In one of the few rulings on holding public arbitration hearings, a case that will determine the amount of private sector payments to help fund the Blue Box program in Ontario this year will be an open proceeding, a retired Ontario Court of Appeal judge has ruled.

Robert Armstrong, who’s adjudicating the dispute, concluded that arbitration hearings are “presumptively private” but found it’s a rebuttable presumption.

“An open and transparent hearing process in this case will serve the public interest and will not detract from the parties’ ability to achieve a fair and just result,” wrote Armstrong in a decision issued last month.

The hearing, scheduled for April 23, is to resolve a dispute between the Association of Municipalities of Ontario, the City of Toronto, and Stewardship Ontario, an industry organization for companies that import or manufacture products that can become Blue Box materials.
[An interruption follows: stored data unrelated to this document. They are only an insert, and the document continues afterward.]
//! Minimal SysV/GNU archive writer for link tests.

/// Builds an archive from `(member name, member data)` pairs with a symbol
/// index mapping each `(symbol, member ordinal)` to its member.
pub fn archive(members: &[(&str, Vec<u8>)], symbols: &[(&str, usize)]) -> Vec<u8> {
    // The symbol table data must be sized before member offsets are known.
    let symtab_size: usize =
        4 + 4 * symbols.len() + symbols.iter().map(|(name, _)| name.len() + 1).sum::<usize>();

    // Global header, then the symbol table member, then the others; every
    // member starts on an even offset.
    let mut member_offsets = Vec::with_capacity(members.len());
    let mut offset = 8 + 60 + symtab_size + symtab_size % 2;
    for (_, data) in members {
        member_offsets.push(offset as u32);
        offset += 60 + data.len() + data.len() % 2;
    }

    let mut symtab = Vec::with_capacity(symtab_size);
    symtab.extend_from_slice(&(symbols.len() as u32).to_be_bytes());
    for &(_, member) in symbols {
        symtab.extend_from_slice(&member_offsets[member].to_be_bytes());
    }
    for &(name, _) in symbols {
        symtab.extend_from_slice(name.as_bytes());
        symtab.push(0);
    }

    let mut buf = Vec::with_capacity(offset);
    buf.extend_from_slice(b"!<arch>\n");
    push_member(&mut buf, "/", &symtab);
    for (name, data) in members {
        push_member(&mut buf, &format!("{name}/"), data);
    }
    buf
}

fn push_member(buf: &mut Vec<u8>, name: &str, data: &[u8]) {
    assert!(name.len() <= 16, "long archive member names are unsupported");
    let header = format!(
        "{name:<16}{mtime:<12}{uid:<6}{gid:<6}{mode:<8}{size:<10}`\n",
        mtime = 0,
        uid = 0,
        gid = 0,
        mode = 0,
        size = data.len(),
    );
    buf.extend_from_slice(header.as_bytes());
    buf.extend_from_slice(data);
    if data.len() % 2 != 0 {
        buf.push(b'\n');
    }
}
The private sector is to contribute 50 per cent of the annual net costs of the program, as administered by Waste Diversion Ontario, a provincial agency with private and public sector members on its board. The municipalities have calculated the total net cost of the program this year at $117 million while Stewardship Ontario argues it’s just under $96 million.

“There is a great deal of public money involved,” says Dianne Saxe, counsel for the association, which, along with the City of Toronto, was seeking to have the hearing open.
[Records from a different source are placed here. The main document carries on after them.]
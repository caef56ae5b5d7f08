use std::path::PathBuf;

pub mod ar;
pub mod coff;
pub mod import;

/// Scratch directory for link inputs and outputs.
pub struct TestFs {
    dir: tempfile::TempDir,
}

#[allow(unused)]
impl TestFs {
    pub fn new() -> TestFs {
        Self {
            dir: tempfile::tempdir().expect("failed creating test directory"),
        }
    }

    pub fn write(&self, name: &str, data: &[u8]) -> PathBuf {
        let path = self.dir.path().join(name);
        std::fs::write(&path, data).expect("failed writing test input");
        path
    }

    pub fn path(&self, name: &str) -> PathBuf {
        self.dir.path().join(name)
    }
}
Stewardship Ontario, represented by Thomas Sutton of McCarthy Tétrault LLP, agreed the final decision could be public but argued an open hearing could undermine the benefits of a private arbitration process.

“It is a very practical ruling,” observes Iain MacKinnon, a lawyer at Chitiz Pathak LLP who frequently acts for the media on open-court issues.
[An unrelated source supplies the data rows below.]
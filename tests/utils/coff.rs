//! In-memory COFF object builder for link tests.
//!
//! Emits the same `object::pe` pod structs the linker consumes, so tests
//! control every header field without shelling out to a compiler.

use object::{
    U16Bytes, U32Bytes,
    pe::{
        self, IMAGE_FILE_MACHINE_AMD64, IMAGE_SYM_CLASS_EXTERNAL, IMAGE_SYM_CLASS_STATIC,
        IMAGE_SYM_CLASS_WEAK_EXTERNAL,
    },
    pod::bytes_of,
};

pub const TEXT: u32 =
    pe::IMAGE_SCN_CNT_CODE | pe::IMAGE_SCN_MEM_EXECUTE | pe::IMAGE_SCN_MEM_READ;
pub const DATA: u32 =
    pe::IMAGE_SCN_CNT_INITIALIZED_DATA | pe::IMAGE_SCN_MEM_READ | pe::IMAGE_SCN_MEM_WRITE;
pub const RDATA: u32 = pe::IMAGE_SCN_CNT_INITIALIZED_DATA | pe::IMAGE_SCN_MEM_READ;
pub const BSS: u32 =
    pe::IMAGE_SCN_CNT_UNINITIALIZED_DATA | pe::IMAGE_SCN_MEM_READ | pe::IMAGE_SCN_MEM_WRITE;
pub const COMDAT: u32 = pe::IMAGE_SCN_LNK_COMDAT;
pub const INFO: u32 = pe::IMAGE_SCN_LNK_INFO | pe::IMAGE_SCN_LNK_REMOVE;

struct SectionDef {
    name: String,
    characteristics: u32,
    data: Vec<u8>,
    bss_size: u32,
    relocs: Vec<RelocDef>,
}

struct RelocDef {
    address: u32,
    symbol: usize,
    typ: u16,
}

enum Aux {
    None,
    Section { selection: u8, number: u16 },
    Weak { tag: usize },
}

struct SymbolDef {
    name: String,
    value: u32,
    section: u16,
    storage_class: u8,
    aux: Aux,
}

/// Builder for a single AMD64 COFF object.
#[derive(Default)]
pub struct CoffBuilder {
    sections: Vec<SectionDef>,
    symbols: Vec<SymbolDef>,
}

#[allow(unused)]
impl CoffBuilder {
    pub fn new() -> CoffBuilder {
        Self::default()
    }

    /// Appends an initialized section; 1-based section numbers follow the
    /// order of these calls.
    pub fn section(&mut self, name: &str, characteristics: u32, data: &[u8]) -> &mut CoffBuilder {
        self.sections.push(SectionDef {
            name: name.into(),
            characteristics,
            data: data.to_vec(),
            bss_size: 0,
            relocs: Vec::new(),
        });
        self
    }

    pub fn bss_section(&mut self, name: &str, size: u32) -> &mut CoffBuilder {
        self.sections.push(SectionDef {
            name: name.into(),
            characteristics: BSS,
            data: Vec::new(),
            bss_size: size,
            relocs: Vec::new(),
        });
        self
    }

    /// Adds a relocation to the most recently added section. `symbol` is the
    /// value returned from one of the symbol methods.
    pub fn reloc(&mut self, address: u32, symbol: usize, typ: u16) -> &mut CoffBuilder {
        self.sections
            .last_mut()
            .expect("reloc requires a section")
            .relocs
            .push(RelocDef {
                address,
                symbol,
                typ,
            });
        self
    }

    pub fn global(&mut self, name: &str, section: u16, value: u32) -> usize {
        self.push_symbol(name, value, section, IMAGE_SYM_CLASS_EXTERNAL, Aux::None)
    }

    pub fn local(&mut self, name: &str, section: u16, value: u32) -> usize {
        self.push_symbol(name, value, section, IMAGE_SYM_CLASS_STATIC, Aux::None)
    }

    pub fn undefined(&mut self, name: &str) -> usize {
        self.push_symbol(name, 0, 0, IMAGE_SYM_CLASS_EXTERNAL, Aux::None)
    }

    pub fn common(&mut self, name: &str, size: u32) -> usize {
        self.push_symbol(name, size, 0, IMAGE_SYM_CLASS_EXTERNAL, Aux::None)
    }

    pub fn absolute(&mut self, name: &str, value: u32) -> usize {
        self.push_symbol(name, value, 0xffff, IMAGE_SYM_CLASS_EXTERNAL, Aux::None)
    }

    /// The static section symbol carrying a section-definition auxiliary
    /// record (COMDAT selection and associative parent).
    pub fn section_symbol(
        &mut self,
        name: &str,
        section: u16,
        selection: u8,
        number: u16,
    ) -> usize {
        self.push_symbol(
            name,
            0,
            section,
            IMAGE_SYM_CLASS_STATIC,
            Aux::Section { selection, number },
        )
    }

    /// A weak external defaulting to the symbol `tag`.
    pub fn weak(&mut self, name: &str, tag: usize) -> usize {
        self.push_symbol(name, 0, 0, IMAGE_SYM_CLASS_WEAK_EXTERNAL, Aux::Weak { tag })
    }

    fn push_symbol(
        &mut self,
        name: &str,
        value: u32,
        section: u16,
        storage_class: u8,
        aux: Aux,
    ) -> usize {
        self.symbols.push(SymbolDef {
            name: name.into(),
            value,
            section,
            storage_class,
            aux,
        });
        self.symbols.len() - 1
    }

    pub fn build(&self) -> Vec<u8> {
        // Symbol table indices account for auxiliary records.
        let mut table_index = vec![0u32; self.symbols.len()];
        let mut next = 0u32;
        for (ordinal, symbol) in self.symbols.iter().enumerate() {
            table_index[ordinal] = next;
            next += 1 + aux_count(&symbol.aux);
        }
        let number_of_symbols = next;

        let header_size =
            size_of::<pe::ImageFileHeader>() + self.sections.len() * size_of::<pe::ImageSectionHeader>();
        let mut offset = header_size as u32;
        let mut data_pointers = Vec::new();
        let mut reloc_pointers = Vec::new();
        for section in &self.sections {
            if section.data.is_empty() {
                data_pointers.push(0);
            } else {
                data_pointers.push(offset);
                offset += section.data.len() as u32;
            }
            if section.relocs.is_empty() {
                reloc_pointers.push(0);
            } else {
                reloc_pointers.push(offset);
                offset += (section.relocs.len() * size_of::<pe::ImageRelocation>()) as u32;
            }
        }
        let symtab_pointer = offset;

        let mut buf = Vec::new();
        buf.extend_from_slice(bytes_of(&pe::ImageFileHeader {
            machine: u16v(IMAGE_FILE_MACHINE_AMD64),
            number_of_sections: u16v(self.sections.len() as u16),
            time_date_stamp: u32v(0),
            pointer_to_symbol_table: u32v(symtab_pointer),
            number_of_symbols: u32v(number_of_symbols),
            size_of_optional_header: u16v(0),
            characteristics: u16v(0),
        }));

        for (index, section) in self.sections.iter().enumerate() {
            assert!(section.name.len() <= 8, "section names must be inline");
            let mut name = [0u8; 8];
            name[..section.name.len()].copy_from_slice(section.name.as_bytes());

            let size_of_raw_data = if section.data.is_empty() {
                section.bss_size
            } else {
                section.data.len() as u32
            };

            buf.extend_from_slice(bytes_of(&pe::ImageSectionHeader {
                name,
                virtual_size: u32v(0),
                virtual_address: u32v(0),
                size_of_raw_data: u32v(size_of_raw_data),
                pointer_to_raw_data: u32v(data_pointers[index]),
                pointer_to_relocations: u32v(reloc_pointers[index]),
                pointer_to_linenumbers: u32v(0),
                number_of_relocations: u16v(section.relocs.len() as u16),
                number_of_linenumbers: u16v(0),
                characteristics: u32v(section.characteristics),
            }));
        }

        for section in &self.sections {
            buf.extend_from_slice(&section.data);
            for reloc in &section.relocs {
                buf.extend_from_slice(bytes_of(&pe::ImageRelocation {
                    virtual_address: U32Bytes::new(object::LittleEndian, reloc.address),
                    symbol_table_index: U32Bytes::new(
                        object::LittleEndian,
                        table_index[reloc.symbol],
                    ),
                    typ: U16Bytes::new(object::LittleEndian, reloc.typ),
                }));
            }
        }

        let mut strtab: Vec<u8> = Vec::new();
        for symbol in &self.symbols {
            let mut name = [0u8; 8];
            if symbol.name.len() <= 8 {
                name[..symbol.name.len()].copy_from_slice(symbol.name.as_bytes());
            } else {
                // Long names live in the string table; the offset counts the
                // 4-byte length prefix.
                let offset = 4 + strtab.len() as u32;
                strtab.extend_from_slice(symbol.name.as_bytes());
                strtab.push(0);
                name[4..].copy_from_slice(&offset.to_le_bytes());
            }

            buf.extend_from_slice(bytes_of(&pe::ImageSymbol {
                name,
                value: U32Bytes::new(object::LittleEndian, symbol.value),
                section_number: U16Bytes::new(object::LittleEndian, symbol.section),
                typ: U16Bytes::new(object::LittleEndian, 0),
                storage_class: symbol.storage_class,
                number_of_aux_symbols: aux_count(&symbol.aux) as u8,
            }));

            match &symbol.aux {
                Aux::None => {}
                Aux::Section { selection, number } => {
                    let section = &self.sections[symbol.section as usize - 1];
                    buf.extend_from_slice(bytes_of(&pe::ImageAuxSymbolSection {
                        length: U32Bytes::new(object::LittleEndian, section.data.len() as u32),
                        number_of_relocations: U16Bytes::new(
                            object::LittleEndian,
                            section.relocs.len() as u16,
                        ),
                        number_of_linenumbers: U16Bytes::new(object::LittleEndian, 0),
                        check_sum: U32Bytes::new(object::LittleEndian, 0),
                        number: U16Bytes::new(object::LittleEndian, *number),
                        selection: *selection,
                        reserved: 0,
                        high_number: U16Bytes::new(object::LittleEndian, 0),
                    }));
                }
                Aux::Weak { tag } => {
                    let mut aux = [0u8; size_of::<pe::ImageSymbol>()];
                    aux[..4].copy_from_slice(&table_index[*tag].to_le_bytes());
                    // IMAGE_WEAK_EXTERN_SEARCH_LIBRARY
                    aux[4..8].copy_from_slice(&2u32.to_le_bytes());
                    buf.extend_from_slice(&aux);
                }
            }
        }

        buf.extend_from_slice(&(4 + strtab.len() as u32).to_le_bytes());
        buf.extend_from_slice(&strtab);
        buf
    }
}

fn aux_count(aux: &Aux) -> u32 {
    match aux {
        Aux::None => 0,
        Aux::Section { .. } | Aux::Weak { .. } => 1,
    }
}

fn u16v(v: u16) -> object::U16<object::LittleEndian> {
    object::U16::new(object::LittleEndian, v)
}

fn u32v(v: u32) -> object::U32<object::LittleEndian> {
    object::U32::new(object::LittleEndian, v)
}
“I think he [Armstrong] got the right result.”

In his analysis, Armstrong noted that the case law is “sparse” in Canada on whether arbitration hearings may be open. “The Arbitration Act is similarly silent on the issue,” although Armstrong concluded an adjudicator does have discretion under the statute to make a hearing public.

In one of the few Canadian rulings in this area, an arbitrator ordered an open grievance hearing related to alleged patient abuse by a nurse in North Simcoe Hospital Alliance v. Ontario Nurses’ Association. The arbitrator sided with the request by the nurses’ union to open the hearing in part because the hospital is a public institution.

In the Blue Box funding dispute, Armstrong agreed with Stewardship Ontario and found the actions of the arbitrator didn’t engage the Charter of Rights and Freedoms. As a result, the Dagenais v. Canadian Broadcasting Corp./R. v. Mentuck principles of openness in court proceedings weren’t applicable.

Waste Diversion Ontario is “not an agent of the Crown” and the arbitrator in this dispute “acts pursuant to the agreement of the parties,” wrote Armstrong in explaining that the Charter didn’t apply.

A long line of authorities in Britain and Australia suggest arbitration hearings are presumptively private, a fact Armstrong cited in his ruling.

The decision outlines four factors an arbitrator should consider when deciding whether the presumption is rebuttable: the nature of the dispute; the impact of the presence of the public and the media on the proceedings; any negative effect on the parties to the proceedings; and whether there’s a legitimate public interest in ordering a public hearing.

“I am satisfied that the review of the above factors supports an order for a public hearing,” wrote Armstrong.

“This arbitration concerns a significant environmental protection program for the province of Ontario.”

The parties can address the matter of confidentiality “if and when it arises” at the hearing, according to Armstrong, who also rejected the idea that the presence of media could have an “adverse impact” on the proceeding. “The parties are sophisticated and they are represented by experienced and sophisticated counsel,” he wrote.

Given the “dearth” of case law, “it is an important decision on this issue” because it explains the factors to consider when there’s an application to make an arbitration hearing public, says MacKinnon.

“We have many cases applying the Dagenais/Mentuck principles when s. 2(b) Charter rights are engaged but very little on what should be taken into account in the context of presumptively private hearings pursuant to the Arbitration Act.”